Where did this commitment to family originate? Sue believes it started with Wanda’s mother, who never knew her own mother. Wanda’s grandmother had died of tuberculosis when Wanda’s mother was very young, so Wanda’s aunts raised her, Sue said.

Wanda’s mother later married a man who was also very committed to family and his family was important to her, Sue said.

“She gave that gift of family and value of family to her three children: my mother, my aunt and my uncle,” Sue said. “So my mother was also very committed to family. There was not a Sunday I can remember growing up that we didn’t have dinner at my grandmother’s house. My grandparents lived right next door to the church.”

During church services at Trinity United Methodist Church in Joliet, Sue could smell her grandmother’s roast as it cooked, she said. Sue’s own husband Christopher grew up in the same neighborhood where her grandparents lived; that’s how Sue met him, in childhood, she said.

“My grandmother and his grandmother were girl friends from church and the neighborhood before my parents were born,” Sue said. “My point is that family values were inherent in my mother and her family and then, consequently, in me and my husband. We all grew up with the same values.”

Sue said Wanda met her husband Jerry while they both attended Joliet Central High School. Immediately after graduating high school in 1956, Wanda worked as an executive secretary for the United States Atomic Energy Commission until 1960, when she was expecting Sue.

Although Sue admires her mother’s work ethic (“Her love of work and her love of business transcended through the years,” Sue said), Sue is also intrigued by the nature of her mother’s work.  Because Wanda never talked about the nature of her work or her duties and she worked in a building that was heavily guarded, Sue said.

“She adhered to her confidential agreement with them until her dying breath,” Sue said.

In fact, when Wanda and Jerry were dating, Jerry was in the Navy and was the radioman for his ship. So they communicated by letter, Sue said.

Sue said Jerry would write, “Hey, Wanda, what are you working on?” and she’s write back, “Can’t tell you.” And then Jerry would write, “Can’t tell you either.”

Wanda and Jerry were married on Sept. 18, 1959. Jerry worked for the former Rudy’s grocery store (now Mike’s Furniture) and later purchased the Rudy’s building and opened JV Supermarket on Cass Street in Joliet.

In time, Jerry also opened Festival Foods in Bourbonnais and Food Expo stores in Kankakee and Streator, Sue said. Wanda was his bookkeeper, she added.

The couple had four children: Sue, Sharon Hentsch, Sandra Chellios and Steven Johnson.

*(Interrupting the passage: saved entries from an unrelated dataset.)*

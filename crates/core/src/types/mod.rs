//! Domain type definitions

mod book;
mod common;
mod progress;

pub use book::{Audiobook, BookId, Chapter, SourceLocator};
pub use common::{Timestamp, Validator};
pub use progress::ProgressRecord;
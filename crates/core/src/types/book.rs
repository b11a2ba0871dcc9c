//! Audiobook and chapter domain models

use crate::types::Validator;
use serde::{Deserialize, Serialize};
use std::collections::HashSet;
use std::fmt;
use std::path::PathBuf;

/// Opaque stable identifier for an audiobook
///
/// Identifier assignment is owned by the library; this layer only
/// compares and forwards ids.
#[derive(Debug, Clone, PartialEq, Eq, Hash, Serialize, Deserialize)]
pub struct BookId(String);

impl BookId {
    /// Creates a BookId from any string-like value
    pub fn new(id: impl Into<String>) -> Self {
        Self(id.into())
    }

    /// Returns the id as a string slice
    pub fn as_str(&self) -> &str {
        &self.0
    }
}

impl fmt::Display for BookId {
    fn fmt(&self, f: &mut fmt::Formatter<'_>) -> fmt::Result {
        write!(f, "{}", self.0)
    }
}

impl From<&str> for BookId {
    fn from(s: &str) -> Self {
        Self::new(s)
    }
}

/// Where the audio content for a book lives
#[derive(Debug, Clone, PartialEq, Serialize, Deserialize)]
pub enum SourceLocator {
    /// Local file path
    Path(PathBuf),
    /// Remote or scheme-qualified URI
    Uri(String),
}

/// Represents a chapter marker within an audiobook
///
/// `end_time_ms == 0` marks an open-ended chapter that extends to the
/// end of the content. At most one chapter may be open-ended and it
/// must be the last one.
#[derive(Debug, Clone, PartialEq, Serialize, Deserialize)]
pub struct Chapter {
    /// Chapter number (1-based, unique per book)
    pub number: u32,
    /// Chapter title
    pub title: String,
    /// Start time in milliseconds
    pub start_time_ms: u64,
    /// End time in milliseconds (exclusive), 0 for open-ended
    pub end_time_ms: u64,
}

impl Chapter {
    /// Creates a new chapter
    pub fn new(number: u32, title: impl Into<String>, start_time_ms: u64, end_time_ms: u64) -> Self {
        Self {
            number,
            title: title.into(),
            start_time_ms,
            end_time_ms,
        }
    }

    /// Returns true if this chapter extends to the end of the content
    pub fn is_open_ended(&self) -> bool {
        self.end_time_ms == 0
    }

    /// Checks if a given position falls within this chapter
    ///
    /// The start boundary is inclusive and the end boundary exclusive,
    /// so a position equal to a chapter start belongs to that chapter.
    pub fn contains(&self, position_ms: u64) -> bool {
        position_ms >= self.start_time_ms
            && (self.is_open_ended() || position_ms < self.end_time_ms)
    }

    /// Returns the chapter duration, or None for open-ended chapters
    pub fn duration_ms(&self) -> Option<u64> {
        if self.is_open_ended() {
            None
        } else {
            Some(self.end_time_ms.saturating_sub(self.start_time_ms))
        }
    }
}

impl Validator for Chapter {
    fn validate(&self) -> Result<(), Vec<String>> {
        let mut errors = Vec::new();

        if self.number == 0 {
            errors.push("Chapter number must be 1-based".to_string());
        }

        if !self.is_open_ended() && self.end_time_ms <= self.start_time_ms {
            errors.push("End time must be after start time".to_string());
        }

        if errors.is_empty() {
            Ok(())
        } else {
            Err(errors)
        }
    }
}

/// Represents the audiobook that is the active target of a session
///
/// Owned by the library; the coordination layer holds a read-mostly
/// reference for the active session only.
#[derive(Debug, Clone, PartialEq, Serialize, Deserialize)]
pub struct Audiobook {
    pub id: BookId,
    pub title: String,
    pub author: Option<String>,
    /// Chapters sorted ascending by start time, non-overlapping
    pub chapters: Vec<Chapter>,
    /// Last saved progress fraction in [0, 1]
    pub progress: f64,
    /// Last saved chapter number (1-based), 0 when unknown
    pub current_chapter: u32,
    pub source: SourceLocator,
}

impl Audiobook {
    /// Creates a new audiobook with required fields
    pub fn new(id: BookId, title: impl Into<String>, source: SourceLocator) -> Self {
        Self {
            id,
            title: title.into(),
            author: None,
            chapters: Vec::new(),
            progress: 0.0,
            current_chapter: 0,
            source,
        }
    }
}

impl Validator for Audiobook {
    fn validate(&self) -> Result<(), Vec<String>> {
        let mut errors = Vec::new();

        if self.title.trim().is_empty() {
            errors.push("Title cannot be empty".to_string());
        }

        if !(0.0..=1.0).contains(&self.progress) || self.progress.is_nan() {
            errors.push("Progress must be within [0, 1]".to_string());
        }

        let mut numbers = HashSet::new();
        for chapter in &self.chapters {
            if let Err(chapter_errors) = chapter.validate() {
                for e in chapter_errors {
                    errors.push(format!("Chapter {}: {}", chapter.number, e));
                }
            }
            if !numbers.insert(chapter.number) {
                errors.push(format!("Duplicate chapter number {}", chapter.number));
            }
        }

        for pair in self.chapters.windows(2) {
            let (prev, next) = (&pair[0], &pair[1]);
            if prev.is_open_ended() {
                errors.push("Open-ended chapter must be the last chapter".to_string());
            } else {
                if next.start_time_ms < prev.start_time_ms {
                    errors.push("Chapters must be sorted ascending by start time".to_string());
                }
                if next.start_time_ms < prev.end_time_ms {
                    errors.push(format!(
                        "Chapters {} and {} overlap",
                        prev.number, next.number
                    ));
                }
            }
        }

        if errors.is_empty() {
            Ok(())
        } else {
            Err(errors)
        }
    }
}
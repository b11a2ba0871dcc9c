//! Common types and utilities shared across domain models

use serde::{Deserialize, Serialize};
use std::fmt;

/// Timestamp in milliseconds since Unix epoch
#[derive(Debug, Clone, Copy, PartialEq, Eq, PartialOrd, Ord, Hash, Serialize, Deserialize)]
pub struct Timestamp(i64);

impl Timestamp {
    /// Creates a timestamp for the current moment
    ///
    /// If system time is somehow before UNIX_EPOCH (should never happen),
    /// gracefully falls back to timestamp 0 instead of panicking.
    pub fn now() -> Self {
        Self(
            std::time::SystemTime::now()
                .duration_since(std::time::UNIX_EPOCH)
                .unwrap_or_else(|_| std::time::Duration::from_secs(0))
                .as_millis() as i64,
        )
    }

    /// Creates a timestamp from milliseconds since Unix epoch
    pub fn from_millis(millis: i64) -> Self {
        Self(millis)
    }

    /// Returns the timestamp as milliseconds since Unix epoch
    pub fn as_millis(&self) -> i64 {
        self.0
    }

    /// Returns the timestamp as seconds since Unix epoch
    pub fn as_seconds(&self) -> i64 {
        self.0 / 1000
    }
}

impl fmt::Display for Timestamp {
    fn fmt(&self, f: &mut fmt::Formatter<'_>) -> fmt::Result {
        write!(f, "{}", self.0)
    }
}

/// Trait for types that can validate themselves
pub trait Validator {
    /// Validates the instance and returns errors if invalid
    fn validate(&self) -> Result<(), Vec<String>>;

    /// Returns true if the instance is valid
    fn is_valid(&self) -> bool {
        self.validate().is_ok()
    }
}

“My mother continued to work, and she was also a stay at home mom,” Sue said. “There was never a time I can remember that she was not there when I came home from school. She was very, very accomplished with numbers and business administration…she was really remarkable in that way…It’s not only a testament to my mother and her faith in my dad and love of her family, but also her drive to succeed.”

Sue said her mother instilled that love for excellence in her children with her attitudes of “You do your best and you put a smile on your face. And you do your job.” Sue said she never saw her mother unhappy in her roles or complaining about any part of them.

“She just did what she had to do,” Sue said.

Wanda used the fruits of her interior decorating class at Joliet Junior College and her natural good taste “to take care of our home,” Sue said. Wanda loved to cook and if she had a spare “hour or two,” she’d bake brownies or give her mother-in-law a ride to the bank or grocery store, Sue said.

She made military-style beds, dressed impeccably and had a great sense of humor. Wanda was  so meticulous and focused that if someone called her on the telephone, she’d have to promise to call them back.

“It wasn’t that she didn’t want to talk to you,” Sue said. “But she wanted to finish what she was doing so she could give you her full attention.”

Wanda’s success discounts none of Jerry’s hard work or knowledge. Jerry was a remarkable businessman, Sue said.

“But my mother was our glue,” Sue said. “My mother was the wind beneath his wings and, in many ways, the glue of our family. Back in the day when women were trying to fond their way in the workplace, my mother was already doing it. My mother knew the balance between work and family.”

Included in that balance was Wanda’s dedication to her church, Trinity United Methodist Church in Joliet, where Wanda and other family members often “pitched in” to cook for church dinners, Sue said.

“My mother was the last one out of church on Sunday morning,” Wanda said. “She was very invested in the women’s group and I can remember going to mother-daughter teas at Trinity.”

Although Wanda certainly had friends, she especially enjoyed spending time with her family. She loved traveling with Jerry and playing cards with him and their friends, Sue said.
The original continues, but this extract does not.